JOURNAL NEWS: CLARKSTOWN LAW EFFECTIVE IN BARRING BROTHELS FRONTING AS MASSAGE PARLORS

The Journal News reported in its Sunday edition yesterday that a 1996 law enacted by the Rockland County town of Clarkstown — used as a model by ECC president Bob Bernstein in drafting a similar law being considered for Greenburgh — was effective in eliminating brothels fronting as massage parlors.

“Almost overnight a lot of illegal facilities started closing doors,” said Clarkstown Deputy Attorney Jeffrey R. Millman.  There were nearly 30 massage parlors in that town when the law was enacted; today there are only three.

Mr. Bernstein drafted the law being considered for Greenburgh after Police Chief Chris McNerney said last fall that Edgemont had become the “illicit massage parlor capital of Westchester County” and after Town Attorney Tim Lewis declined to do so after concluding that towns in New York did not have the legal authority to restrict brothels fronting as massage parlors.
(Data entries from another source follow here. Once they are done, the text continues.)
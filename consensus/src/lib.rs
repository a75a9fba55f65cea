//! Consensus arithmetic for lodepool
//!
//! This module implements the 256-bit proof-of-work target codec, the
//! wall-clock difficulty recomputation rule used to keep distributed
//! work honest between blocks, and the opaque header-hash kernel seam.
//! The heavy native hashing kernels live outside the pool; everything
//! here treats a header hash as a pure function of 180 bytes.

use serde::{Deserialize, Serialize};
use thiserror::Error;

pub mod difficulty;
pub mod kernel;

// Re-export consensus types
pub use difficulty::{calculate_difficulty, Target};
pub use kernel::{DoubleSha256Kernel, HeaderHasher};

/// Consensus errors
#[derive(Debug, Error)]
pub enum ConsensusError {
    /// A target string failed hex decoding or has the wrong size
    #[error("Invalid target: {0}")]
    InvalidTarget(String),
}

/// Chain parameters governing difficulty recomputation.
///
/// Served by the upstream node's `getConsensusParameters`; the defaults
/// match the Lodestone mainnet and are used when the node predates the
/// endpoint.
#[derive(Debug, Clone, Serialize, Deserialize)]
#[serde(rename_all = "camelCase")]
pub struct ConsensusParameters {
    /// Target seconds between blocks
    pub target_block_time_sec: u64,

    /// One adjustment step accrues per this many elapsed seconds
    pub difficulty_bucket_sec: u64,

    /// Each step moves difficulty by head_difficulty / this denominator
    pub difficulty_adjustment_denominator: u64,

    /// Downward steps are clamped to this many buckets
    pub max_downward_buckets: u64,

    /// Difficulty floor
    pub min_difficulty: u64,
}

impl Default for ConsensusParameters {
    fn default() -> Self {
        ConsensusParameters {
            target_block_time_sec: 60,
            difficulty_bucket_sec: 10,
            difficulty_adjustment_denominator: 2048,
            max_downward_buckets: 99,
            min_difficulty: 131_072,
        }
    }
}
//! Unverified claim decoding for JWT-shaped tokens.

use base64::Engine;
use base64::engine::general_purpose::URL_SAFE_NO_PAD;
use serde_json::{Map, Value as JsonValue};

use crate::TokenError;

/// The decoded (but unverified) payload of an access token.
#[derive(Debug, Clone, PartialEq)]
pub struct TokenClaims {
    inner: Map<String, JsonValue>,
}

impl TokenClaims {
    /// Gets a claim value by key.
    pub fn get(&self, key: &str) -> Option<&JsonValue> {
        self.inner.get(key)
    }

    /// Whether the payload carries a claim with this key.
    pub fn contains(&self, key: &str) -> bool {
        self.inner.contains_key(key)
    }

    /// Number of claims in the payload.
    pub fn len(&self) -> usize {
        self.inner.len()
    }

    /// Returns `true` if the payload is an empty object.
    pub fn is_empty(&self) -> bool {
        self.inner.is_empty()
    }
}

/// Decodes the payload segment of a `header.payload.signature` token.
///
/// Trailing `=` padding is tolerated even though JWTs are unpadded, since
/// some issuers emit it anyway. The signature is not checked.
///
/// # Errors
///
/// - [`TokenError::Malformed`]: not exactly three segments, or an empty
///   payload segment
/// - [`TokenError::Encoding`]: payload is not base64url
/// - [`TokenError::Json`]: payload is not a JSON object
pub fn decode_claims(token: &str) -> Result<TokenClaims, TokenError> {
    let segments: Vec<&str> = token.trim().split('.').collect();
    if segments.len() != 3 {
        return Err(TokenError::Malformed(format!(
            "expected 3 segments, got {}",
            segments.len()
        )));
    }

    let payload = segments[1].trim_end_matches('=');
    if payload.is_empty() {
        return Err(TokenError::Malformed("empty payload segment".into()));
    }

    let bytes = URL_SAFE_NO_PAD
        .decode(payload)
        .map_err(TokenError::Encoding)?;
    let inner: Map<String, JsonValue> =
        serde_json::from_slice(&bytes).map_err(TokenError::Json)?;

    Ok(TokenClaims { inner })
}
//! Inactivity watch for idleguard.
//!
//! Each active session gets one watch: an isolated Tokio task (actor model)
//! owning the inactivity timer, the warning countdown, and any in-flight
//! renewal. Signals arrive on a single channel and are processed in order.
//!
//! # Key types
//!
//! - [`WatchMachine`]: the pure transition table: [`Event`] in,
//!   [`Effect`]s out
//! - [`WatchHandle`]: send signals to a running watch, observe its status
//! - [`Phase`]: lifecycle state machine
//! - [`WatchConfig`]: warning lead time and countdown resolution
//! - [`WarningPresenter`]: the view that shows the countdown

mod actor;
mod config;
mod error;
mod machine;
mod presenter;

pub use actor::{WatchContext, WatchHandle, WatchId, WatchTask, spawn_watch};
pub use config::{Phase, WatchConfig};
pub use error::WatchError;
pub use machine::{Effect, Event, WatchMachine, WatchStatus};
pub use presenter::WarningPresenter;
//! `SessionSupervisor` builder and lifecycle.
//!
//! The supervisor is the only idleguard object a host talks to. It owns at
//! most one (session, watch) pair at a time and routes login, logout,
//! navigation, interaction and warning intents to it.

use std::sync::Arc;

use idleguard_activity::{
    ActivitySource, ExemptRoutes, InteractionKind, RouteChange, RouteClassifier,
};
use idleguard_session::{
    CredentialRefresher, LogoutEffect, LogoutOnce, LogoutReason, RenewalCoordinator, Session,
    UserId,
};
use idleguard_watch::{
    Phase, WarningPresenter, WatchContext, WatchError, WatchHandle, WatchId, WatchStatus,
    WatchTask, spawn_watch,
};
use tokio::sync::watch;
use tracing::{debug, info};

use crate::SupervisorConfig;

/// Errors returned by supervisor intents.
#[derive(Debug, thiserror::Error)]
pub enum SupervisorError {
    /// The intent needs a logged-in session and there is none.
    #[error("no active session")]
    NoActiveSession,

    /// `on_login` was given a session without a user.
    #[error("session has no current user")]
    MissingUser,
}

/// The live (session, watch) pair. The session itself lives in the watch
/// task; the supervisor keeps the handles needed to reach and stop it.
struct ActivePair<L> {
    user: UserId,
    handle: WatchHandle,
    task: WatchTask,
    logout: LogoutOnce<L>,
}

/// Builder for a [`SessionSupervisor`].
///
/// # Example
///
/// ```rust,ignore
/// use idleguard::prelude::*;
///
/// let mut supervisor = SessionSupervisor::builder()
///     .config(SupervisorConfig::from_json_file("idleguard.json")?)
///     .build(MyRefresher, MyLogout, MyDialog);
/// supervisor.on_route_change("/dashboard");
/// supervisor.on_login(session)?;
/// ```
#[derive(Debug, Default)]
pub struct SessionSupervisorBuilder {
    config: SupervisorConfig,
}

impl SessionSupervisorBuilder {
    /// Creates a builder with default settings.
    pub fn new() -> Self {
        Self::default()
    }

    /// Replaces the whole configuration.
    pub fn config(mut self, config: SupervisorConfig) -> Self {
        self.config = config;
        self
    }

    /// Sets where logout navigates to.
    pub fn logout_redirect(mut self, redirect: &str) -> Self {
        self.config.logout_redirect = redirect.to_string();
        self
    }

    /// Builds a supervisor that classifies routes with the configured
    /// exempt allow-list.
    pub fn build<R, L, P>(
        self,
        refresher: R,
        logout: L,
        presenter: P,
    ) -> SessionSupervisor<R, L, P, ExemptRoutes>
    where
        R: CredentialRefresher,
        L: LogoutEffect,
        P: WarningPresenter,
    {
        let routes = self.config.exempt_routes.clone();
        self.build_with_classifier(refresher, logout, presenter, routes)
    }

    /// Builds a supervisor with a custom route classifier. The configured
    /// `exempt_routes` are ignored.
    pub fn build_with_classifier<R, L, P, C>(
        self,
        refresher: R,
        logout: L,
        presenter: P,
        classifier: C,
    ) -> SessionSupervisor<R, L, P, C>
    where
        R: CredentialRefresher,
        L: LogoutEffect,
        P: WarningPresenter,
        C: RouteClassifier,
    {
        SessionSupervisor {
            config: self.config.validated(),
            renewal: RenewalCoordinator::new(Arc::new(refresher)),
            logout: Arc::new(logout),
            presenter: Arc::new(presenter),
            activity: ActivitySource::new(classifier),
            active: None,
        }
    }
}

/// Owns the session lifecycle for one host.
///
/// Not a global: create one, keep it for the life of the app, and drop it
/// on shutdown (which stops any running watch without logging out).
///
/// Methods that start a watch must be called from within a Tokio runtime.
pub struct SessionSupervisor<R, L, P, C = ExemptRoutes> {
    config: SupervisorConfig,
    renewal: RenewalCoordinator<R>,
    logout: Arc<L>,
    presenter: Arc<P>,
    activity: ActivitySource<C, WatchHandle>,
    active: Option<ActivePair<L>>,
}

impl SessionSupervisor<(), (), (), ExemptRoutes> {
    /// Creates a new builder.
    pub fn builder() -> SessionSupervisorBuilder {
        SessionSupervisorBuilder::new()
    }
}

impl<R, L, P, C> SessionSupervisor<R, L, P, C>
where
    R: CredentialRefresher,
    L: LogoutEffect,
    P: WarningPresenter,
    C: RouteClassifier,
{
    /// Starts supervising a freshly authenticated (or rehydrated) session.
    ///
    /// Any prior pair is discarded first, without a logout. Monitoring
    /// starts right away unless the current route is exempt, in which case
    /// the watch waits in `Idle` for the first tracked route.
    pub fn on_login(&mut self, session: Session) -> Result<WatchId, SupervisorError> {
        let user = session
            .current_user()
            .cloned()
            .ok_or(SupervisorError::MissingUser)?;
        self.discard("replaced by new login");

        let watch_id = WatchId::next();
        let logout = LogoutOnce::new(Arc::clone(&self.logout), &self.config.logout_redirect);
        let budget_ms = session.inactivity_budget_ms();
        let ctx = WatchContext {
            renewal: self.renewal.clone(),
            logout: logout.clone(),
            presenter: Arc::clone(&self.presenter),
            parser: self.config.token.clone(),
        };
        let (handle, task) = spawn_watch(watch_id, session, &self.config.watch, ctx);

        self.activity.attach(handle.clone());
        if self.activity.is_tracking() {
            // Cannot fail: the task was spawned just above.
            let _ = handle.activate();
        } else {
            debug!(%watch_id, "login on exempt route, watch idle");
        }
        info!(%watch_id, %user, budget_ms, "session started");

        self.active = Some(ActivePair {
            user,
            handle,
            task,
            logout,
        });
        Ok(watch_id)
    }

    /// Ends the session: performs the logout (at most once per session),
    /// stops the watch and cancels every timer.
    ///
    /// Idempotent. Returns `true` if this call performed the logout; a
    /// session the watch already logged out is only torn down.
    pub fn on_logout(&mut self) -> bool {
        let Some(pair) = self.active.take() else {
            debug!("logout without an active session");
            return false;
        };

        let performed = pair.logout.fire(LogoutReason::UserRequested);
        self.teardown(pair);
        performed
    }

    /// Tells the supervisor the host navigated to `path`.
    ///
    /// Entering a tracked route starts monitoring for an idle watch.
    pub fn on_route_change(&mut self, path: &str) -> RouteChange {
        let change = self.activity.set_route(path);
        if change == RouteChange::StartedTracking {
            if let Some(pair) = &self.active {
                if pair.handle.activate().is_err() {
                    debug!(watch_id = %pair.handle.watch_id(), "watch already stopped");
                }
            }
        }
        change
    }

    /// Reports a raw user interaction. Returns `true` if it was forwarded
    /// as activity (tracked route, tracked kind, live session).
    pub fn record_interaction(&mut self, kind: InteractionKind) -> bool {
        self.activity.record(kind)
    }

    /// The warning's "log out now" button.
    pub fn confirm_logout(&self) -> Result<(), SupervisorError> {
        self.signal(WatchHandle::confirm_logout)
    }

    /// The warning's "continue" button.
    pub fn continue_session(&self) -> Result<(), SupervisorError> {
        self.signal(WatchHandle::continue_session)
    }

    /// Renews the credentials without waiting for the warning.
    pub fn renew_now(&self) -> Result<(), SupervisorError> {
        self.signal(WatchHandle::renew_now)
    }

    /// The current watch status, if a session exists.
    pub fn status(&self) -> Option<WatchStatus> {
        self.active.as_ref().map(|pair| pair.handle.status())
    }

    /// A receiver notified whenever the current watch's status changes.
    pub fn subscribe(&self) -> Option<watch::Receiver<WatchStatus>> {
        self.active.as_ref().map(|pair| pair.handle.subscribe())
    }

    /// Whether a session is logged in and not yet logged out.
    pub fn is_active(&self) -> bool {
        self.active
            .as_ref()
            .is_some_and(|pair| !pair.handle.status().phase.is_terminal())
    }

    /// The signed-in user, if any.
    pub fn current_user(&self) -> Option<&UserId> {
        self.active.as_ref().map(|pair| &pair.user)
    }

    /// The effective configuration.
    pub fn config(&self) -> &SupervisorConfig {
        &self.config
    }

    fn signal(
        &self,
        send: impl FnOnce(&WatchHandle) -> Result<(), WatchError>,
    ) -> Result<(), SupervisorError> {
        let pair = self.active.as_ref().ok_or(SupervisorError::NoActiveSession)?;
        if let Err(e) = send(&pair.handle) {
            // The watch already ended the session; the click arrived late.
            debug!(error = %e, "intent after watch stopped, ignored");
        }
        Ok(())
    }

    fn discard(&mut self, why: &str) {
        if let Some(pair) = self.active.take() {
            debug!(watch_id = %pair.handle.watch_id(), why, "discarding session");
            self.teardown(pair);
        }
    }

    fn teardown(&mut self, pair: ActivePair<L>) {
        let was_warning = pair.handle.status().phase == Phase::Warning;
        // Abort is not synchronous on a multi-thread runtime; the latch
        // stops a watch mid-step from logging out or redrawing the warning.
        pair.logout.retire();
        pair.task.abort();
        self.activity.detach();
        if was_warning {
            self.presenter.hide();
        }
        info!(watch_id = %pair.handle.watch_id(), user = %pair.user, "session ended");
    }
}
Mr. Lewis’s misgivings notwithstanding, state law expressly authorizes towns in New York to enact regulations to bar houses of prostitution from operating within their borders.

The Journal News story also quoted an owner of one of the massage parlors in Edgemont whose advertisements on the internet include photos of scantily clad Asian women in suggestive poses with phrases like “so beautiful,” “so hot,” and “so warm,” saying it is “commonplace to advertise like that,” while denying that prostitution takes place.